Task statement => For this listing, the lines between the one holding "use crate::error::ConvertError;" and the one holding "fn index_comment(logic: &TlLogic)", inclusive, must be set down exactly.

'''

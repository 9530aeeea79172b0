use quick_xml::events::{BytesDecl, BytesEnd, BytesStart, BytesText, Event};
use quick_xml::Writer;
use crate::error::ConvertError;
use crate::models::TlLogic;
use crate::time::format_seconds;
use super::check_state_widths;

fn write(writer: &mut Writer<Vec<u8>>, event: Event<'_>) -> Result<(), ConvertError> {
    writer
        .write_event(event)
        .map_err(|e| ConvertError::Output(e.to_string()))
}

/// Comment listing the signal groups behind each connection index
fn index_comment(logic: &TlLogic) -> String {
    let mut comment = String::from(" sumo index to signal groups\n");
    for (index, groups) in &logic.index_groups {
        comment.push_str(&format!("    {index:>3}: {}\n", groups.join(" ")));
    }
    comment.push_str("    ");
    // "--" is not allowed inside an XML comment
    while comment.contains("--") {
        comment = comment.replace("--", "- -");
    }
    comment
}

fn write_tl_logic(writer: &mut Writer<Vec<u8>>, logic: &TlLogic) -> Result<(), ConvertError> {
    check_state_widths(logic)?;

    write(writer, Event::Comment(BytesText::from_escaped(index_comment(logic))))?;

    let start = BytesStart::new("tlLogic").with_attributes([
        ("id", logic.id.as_str()),
        ("type", "static"),
        ("programID", logic.program_id.as_str()),
        ("offset", "0"),
    ]);
    write(writer, Event::Start(start))?;

    for phase in &logic.phases {
        let duration = format_seconds(phase.duration);
        let element = BytesStart::new("phase").with_attributes([
            ("duration", duration.as_str()),
            ("state", phase.state.as_str()),
        ]);
        write(writer, Event::Empty(element))?;
    }

    write(writer, Event::End(BytesEnd::new("tlLogic")))
}

/// Render traffic light programs as a SUMO additional file
///
/// # Errors
/// `InternalConsistency` if a state string does not match the connection
/// count of its program, `Output` if serialization fails
pub fn write_additional(logics: &[TlLogic]) -> Result<String, ConvertError> {
    let mut writer = Writer::new_with_indent(Vec::new(), b' ', 4);

    write(&mut writer, Event::Decl(BytesDecl::new("1.0", Some("UTF-8"), None)))?;
    write(&mut writer, Event::Start(BytesStart::new("additional")))?;
    for logic in logics {
        write_tl_logic(&mut writer, logic)?;
    }
    write(&mut writer, Event::End(BytesEnd::new("additional")))?;

    let mut bytes = writer.into_inner();
    bytes.push(b'\n');
    String::from_utf8(bytes).map_err(|e| ConvertError::Output(e.to_string()))
}
use chrono::Duration;
use crate::constants::MAX_TIME_DECIMALS;

/// Parse an OCIT time value in seconds (`30`, `12.5`) into a `Duration`
///
/// Values are kept as integer milliseconds so that boundaries coming from
/// different signal groups compare exactly.
///
/// # Errors
///
/// Returns a description of the problem if the value is empty, signed, has
/// more than three decimals, or contains anything other than digits and a
/// single decimal point.
pub fn parse_seconds(s: &str) -> Result<Duration, String> {
    let s = s.trim();
    if s.is_empty() {
        return Err("empty time value".to_string());
    }
    if s.starts_with('-') {
        return Err(format!("negative time value '{s}'"));
    }

    let (whole, fraction) = s.split_once('.').unwrap_or((s, ""));
    if whole.is_empty() && fraction.is_empty() {
        return Err(format!("invalid time value '{s}'"));
    }
    if !whole.chars().all(|c| c.is_ascii_digit()) || !fraction.chars().all(|c| c.is_ascii_digit()) {
        return Err(format!("invalid time value '{s}'"));
    }
    if fraction.len() > MAX_TIME_DECIMALS {
        return Err(format!("time value '{s}' is more precise than a millisecond"));
    }

    let seconds: i64 = if whole.is_empty() {
        0
    } else {
        whole.parse().map_err(|_| format!("time value '{s}' out of range"))?
    };
    // Right-pad the fraction to exactly three digits: "5" -> 500 ms
    let millis: i64 = if fraction.is_empty() {
        0
    } else {
        format!("{fraction:0<3}").parse().map_err(|_| format!("invalid time value '{s}'"))?
    };

    seconds
        .checked_mul(1000)
        .and_then(|ms| ms.checked_add(millis))
        .and_then(Duration::try_milliseconds)
        .ok_or_else(|| format!("time value '{s}' out of range"))
}

/// Format a `Duration` as seconds the way SUMO expects it
///
/// Whole seconds print without a decimal point, fractional values print
/// with trailing zeros removed (`2.5`, `0.125`).
#[must_use]
pub fn format_seconds(duration: Duration) -> String {
    let total_ms = duration.num_milliseconds();
    let sign = if total_ms < 0 { "-" } else { "" };
    let total_ms = total_ms.unsigned_abs();
    let seconds = total_ms / 1000;
    let millis = total_ms % 1000;

    if millis == 0 {
        format!("{sign}{seconds}")
    } else {
        let fraction = format!("{millis:03}");
        format!("{sign}{seconds}.{}", fraction.trim_end_matches('0'))
    }
}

'''

Task output =>
use crate::error::ConvertError;
use crate::models::TlLogic;
use crate::time::format_seconds;
use super::check_state_widths;

fn write(writer: &mut Writer<Vec<u8>>, event: Event<'_>) -> Result<(), ConvertError> {
    writer
        .write_event(event)
        .map_err(|e| ConvertError::Output(e.to_string()))
}

/// Comment listing the signal groups behind each connection index
fn index_comment(logic: &TlLogic) -> String {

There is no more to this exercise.